(Exercise brief)
Give the data again exactly as it is written.

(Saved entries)
========================
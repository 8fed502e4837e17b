use indoc::indoc;

use crate::{
    Automaton, Error, Interval, ModuleError, Node, RuntimeError, accepts, complement, concat,
    decode, determinize, encode, find_matches, from_node, intersect, minimize, minus, plus, repeat,
    star, union,
};

fn compile(node: &Node) -> Automaton {
    from_node(node).unwrap()
}

#[test]
fn identifier_like_words() {
    let g = compile(&Node::concatenation(
        Node::range('a', 'z'),
        Node::star(Node::range('0', '9')),
    ));

    assert!(accepts(&g, "a"));
    assert!(accepts(&g, "a123"));
    assert!(!accepts(&g, "1a"));
}

#[test]
fn duplicate_alternatives_collapse() {
    let g = minimize(&compile(&Node::alternation(Node::char('a'), Node::char('a'))));

    assert_eq!(g.len(), 2);
    assert_eq!(g, minimize(&compile(&Node::char('a'))));
    insta::assert_snapshot!(g.dump(), @r"
    S0 (initial)
      a → S1
    S1 (accept)
    ");
}

#[test]
fn overlapping_ranges_intersect() {
    let g = intersect(
        &compile(&Node::range('a', 'm')),
        &compile(&Node::range('g', 'z')),
    );

    for c in 'a'..='z' {
        assert_eq!(accepts(&g, &c.to_string()), ('g'..='m').contains(&c), "{c}");
    }
    assert!(!accepts(&g, ""));
    assert!(!accepts(&g, "gg"));
    insta::assert_snapshot!(g.dump(), @r"
    S0 (initial)
      g-m → S1
    S1 (accept)
    ");
}

#[test]
fn bounded_repetition() {
    let g = repeat(&compile(&Node::char('x')), 2, Some(4)).unwrap();

    assert!(accepts(&g, "xx"));
    assert!(accepts(&g, "xxx"));
    assert!(accepts(&g, "xxxx"));
    assert!(!accepts(&g, "x"));
    assert!(!accepts(&g, "xxxxx"));
}

#[test]
fn combinators_compose() {
    let digit = compile(&Node::range('0', '9'));
    let sign = compile(&Node::char('-'));
    let number = concat(&union(&sign, &Automaton::empty_string()), &plus(&digit));
    let list = concat(&number, &star(&concat(&compile(&Node::char(',')), &number)));
    let dfa = minimize(&list);

    assert!(accepts(&dfa, "1,-23,4"));
    assert!(accepts(&dfa, "-0"));
    assert!(!accepts(&dfa, "1,,2"));
    assert!(!accepts(&dfa, "--1"));
    assert_eq!(
        find_matches(&dfa, "x 1,2 y -3").unwrap().collect::<Vec<_>>(),
        [(2, 5), (8, 10)]
    );
}

#[test]
fn complement_and_minus() {
    let a_star = compile(&Node::star(Node::char('a')));
    let not_a_star = complement(&a_star);

    assert!(!accepts(&not_a_star, ""));
    assert!(!accepts(&not_a_star, "aaa"));
    assert!(accepts(&not_a_star, "ab"));
    assert!(accepts(&not_a_star, "é"));

    let short = minus(&a_star, &compile(&Node::repeat(Node::char('a'), 2, None)));
    assert!(accepts(&short, ""));
    assert!(accepts(&short, "a"));
    assert!(!accepts(&short, "aa"));
}

#[test]
fn accepts_nondeterministic_input() {
    let g = union(&compile(&Node::string("ab")), &compile(&Node::string("ac")));

    assert!(!g.is_deterministic());
    assert!(accepts(&g, "ab"));
    assert!(accepts(&g, "ac"));
    assert!(!accepts(&g, "a"));
    assert!(accepts(&determinize(&g), "ac"));
}

#[test]
fn find_matches_needs_determinism() {
    let g = union(&compile(&Node::string("ab")), &compile(&Node::string("ac")));

    let err = find_matches(&g, "ab").unwrap_err();

    assert_eq!(err, Error::Runtime(RuntimeError::NotDeterministic));
    assert_eq!(err.to_string(), "matcher requires a deterministic automaton");
}

#[test]
fn invalid_repetition_bounds() {
    let err = from_node(&Node::repeat(Node::char('a'), 3, Some(1))).unwrap_err();

    assert_eq!(err.to_string(), "invalid repetition bounds {3,1}");
    assert!(repeat(&compile(&Node::char('a')), 2, Some(1)).is_err());
}

#[test]
fn oversized_repetition_is_an_error() {
    let err = repeat(&compile(&Node::char('a')), u32::MAX, None).unwrap_err();

    assert!(matches!(
        err,
        Error::Compile(rangemata_compiler::Error::StateLimitExceeded { .. })
    ));
}

#[test]
fn long_literal_compiles() {
    let text = "ab".repeat(10_000);

    let g = compile(&Node::string(&text));

    assert!(accepts(&g, &text));
    assert_eq!(find_matches(&g, &text).unwrap().count(), 1);
}

#[test]
fn inverted_range_is_empty() {
    let g = compile(&Node::range('z', 'a'));

    assert!(!accepts(&g, "a"));
    assert!(!accepts(&g, "z"));
    assert!(!accepts(&g, ""));
}

#[test]
fn tree_from_json() {
    let json = serde_json::json!({
        "kind": "concatenation",
        "left": { "kind": "char", "value": "a" },
        "right": { "kind": "star", "node": { "kind": "range", "start": "0", "end": "9" } },
    });
    let node = Node::from_json(&json.to_string()).unwrap();
    let g = minimize(&compile(&node));

    assert!(accepts(&g, "a42"));
    assert!(!accepts(&g, "b42"));
    assert_eq!(g.dump(), indoc! {"
        S0 (initial)
          a → S1
        S1 (accept)
          0-9 → S1
    "});
}

#[test]
fn bytes_round_trip() {
    let samples = [
        compile(&Node::string("héllo")),
        union(&compile(&Node::string("ab")), &compile(&Node::string("ac"))),
        minimize(&compile(&Node::plus(Node::range('0', '9')))),
        Automaton::interval(Interval::new(0, 0x10FFFF)),
    ];
    for g in samples {
        let back = decode(&encode(&g)).unwrap();

        assert_eq!(back, g);
        assert_eq!(back.is_minimal(), g.is_minimal());
    }
}

#[test]
fn decode_reports_module_errors() {
    let err = decode(&[1, 2, 3]).unwrap_err();

    assert_eq!(err, Error::Module(ModuleError::FileTooSmall(3)));
}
========================
(Task answer)
repository 8fed502e4837e17b
use indoc::indoc;

use crate::{
    Automaton, Error, Interval, ModuleError, Node, RuntimeError, accepts, complement, concat,
    decode, determinize, encode, find_matches, from_node, intersect, minimize, minus, plus, repeat,
    star, union,
};

fn compile(node: &Node) -> Automaton {
    from_node(node).unwrap()
}

#[test]
fn identifier_like_words() {
    let g = compile(&Node::concatenation(
        Node::range('a', 'z'),
        Node::star(Node::range('0', '9')),
    ));

    assert!(accepts(&g, "a"));
    assert!(accepts(&g, "a123"));
    assert!(!accepts(&g, "1a"));
}

#[test]
fn duplicate_alternatives_collapse() {
    let g = minimize(&compile(&Node::alternation(Node::char('a'), Node::char('a'))));

    assert_eq!(g.len(), 2);
    assert_eq!(g, minimize(&compile(&Node::char('a'))));
    insta::assert_snapshot!(g.dump(), @r"
    S0 (initial)
      a → S1
    S1 (accept)
    ");
}

#[test]
fn overlapping_ranges_intersect() {
    let g = intersect(
        &compile(&Node::range('a', 'm')),
        &compile(&Node::range('g', 'z')),
    );

    for c in 'a'..='z' {
        assert_eq!(accepts(&g, &c.to_string()), ('g'..='m').contains(&c), "{c}");
    }
    assert!(!accepts(&g, ""));
    assert!(!accepts(&g, "gg"));
    insta::assert_snapshot!(g.dump(), @r"
    S0 (initial)
      g-m → S1
    S1 (accept)
    ");
}

#[test]
fn bounded_repetition() {
    let g = repeat(&compile(&Node::char('x')), 2, Some(4)).unwrap();

    assert!(accepts(&g, "xx"));
    assert!(accepts(&g, "xxx"));
    assert!(accepts(&g, "xxxx"));
    assert!(!accepts(&g, "x"));
    assert!(!accepts(&g, "xxxxx"));
}

#[test]
fn combinators_compose() {
    let digit = compile(&Node::range('0', '9'));
    let sign = compile(&Node::char('-'));
    let number = concat(&union(&sign, &Automaton::empty_string()), &plus(&digit));
    let list = concat(&number, &star(&concat(&compile(&Node::char(',')), &number)));
    let dfa = minimize(&list);

    assert!(accepts(&dfa, "1,-23,4"));
    assert!(accepts(&dfa, "-0"));
    assert!(!accepts(&dfa, "1,,2"));
    assert!(!accepts(&dfa, "--1"));
    assert_eq!(
        find_matches(&dfa, "x 1,2 y -3").unwrap().collect::<Vec<_>>(),
        [(2, 5), (8, 10)]
    );
}

#[test]
fn complement_and_minus() {
    let a_star = compile(&Node::star(Node::char('a')));
    let not_a_star = complement(&a_star);

    assert!(!accepts(&not_a_star, ""));
    assert!(!accepts(&not_a_star, "aaa"));
    assert!(accepts(&not_a_star, "ab"));
    assert!(accepts(&not_a_star, "é"));

    let short = minus(&a_star, &compile(&Node::repeat(Node::char('a'), 2, None)));
    assert!(accepts(&short, ""));
    assert!(accepts(&short, "a"));
    assert!(!accepts(&short, "aa"));
}

#[test]
fn accepts_nondeterministic_input() {
    let g = union(&compile(&Node::string("ab")), &compile(&Node::string("ac")));

    assert!(!g.is_deterministic());
    assert!(accepts(&g, "ab"));
    assert!(accepts(&g, "ac"));
    assert!(!accepts(&g, "a"));
    assert!(accepts(&determinize(&g), "ac"));
}

#[test]
fn find_matches_needs_determinism() {
    let g = union(&compile(&Node::string("ab")), &compile(&Node::string("ac")));

    let err = find_matches(&g, "ab").unwrap_err();

    assert_eq!(err, Error::Runtime(RuntimeError::NotDeterministic));
    assert_eq!(err.to_string(), "matcher requires a deterministic automaton");
}

#[test]
fn invalid_repetition_bounds() {
    let err = from_node(&Node::repeat(Node::char('a'), 3, Some(1))).unwrap_err();

    assert_eq!(err.to_string(), "invalid repetition bounds {3,1}");
    assert!(repeat(&compile(&Node::char('a')), 2, Some(1)).is_err());
}

#[test]
fn oversized_repetition_is_an_error() {
    let err = repeat(&compile(&Node::char('a')), u32::MAX, None).unwrap_err();

    assert!(matches!(
        err,
        Error::Compile(rangemata_compiler::Error::StateLimitExceeded { .. })
    ));
}

#[test]
fn long_literal_compiles() {
    let text = "ab".repeat(10_000);

    let g = compile(&Node::string(&text));

    assert!(accepts(&g, &text));
    assert_eq!(find_matches(&g, &text).unwrap().count(), 1);
}

#[test]
fn inverted_range_is_empty() {
    let g = compile(&Node::range('z', 'a'));

    assert!(!accepts(&g, "a"));
    assert!(!accepts(&g, "z"));
    assert!(!accepts(&g, ""));
}

#[test]
fn tree_from_json() {
    let json = serde_json::json!({
        "kind": "concatenation",
        "left": { "kind": "char", "value": "a" },
        "right": { "kind": "star", "node": { "kind": "range", "start": "0", "end": "9" } },
    });
    let node = Node::from_json(&json.to_string()).unwrap();
    let g = minimize(&compile(&node));

    assert!(accepts(&g, "a42"));
    assert!(!accepts(&g, "b42"));
    assert_eq!(g.dump(), indoc! {"
        S0 (initial)
          a → S1
        S1 (accept)
          0-9 → S1
    "});
}

#[test]
fn bytes_round_trip() {
    let samples = [
        compile(&Node::string("héllo")),
        union(&compile(&Node::string("ab")), &compile(&Node::string("ac"))),
        minimize(&compile(&Node::plus(Node::range('0', '9')))),
        Automaton::interval(Interval::new(0, 0x10FFFF)),
    ];
    for g in samples {
        let back = decode(&encode(&g)).unwrap();

        assert_eq!(back, g);
        assert_eq!(back.is_minimal(), g.is_minimal());
    }
}

#[test]
fn decode_reports_module_errors() {
    let err = decode(&[1, 2, 3]).unwrap_err();

    assert_eq!(err, Error::Module(ModuleError::FileTooSmall(3)));
}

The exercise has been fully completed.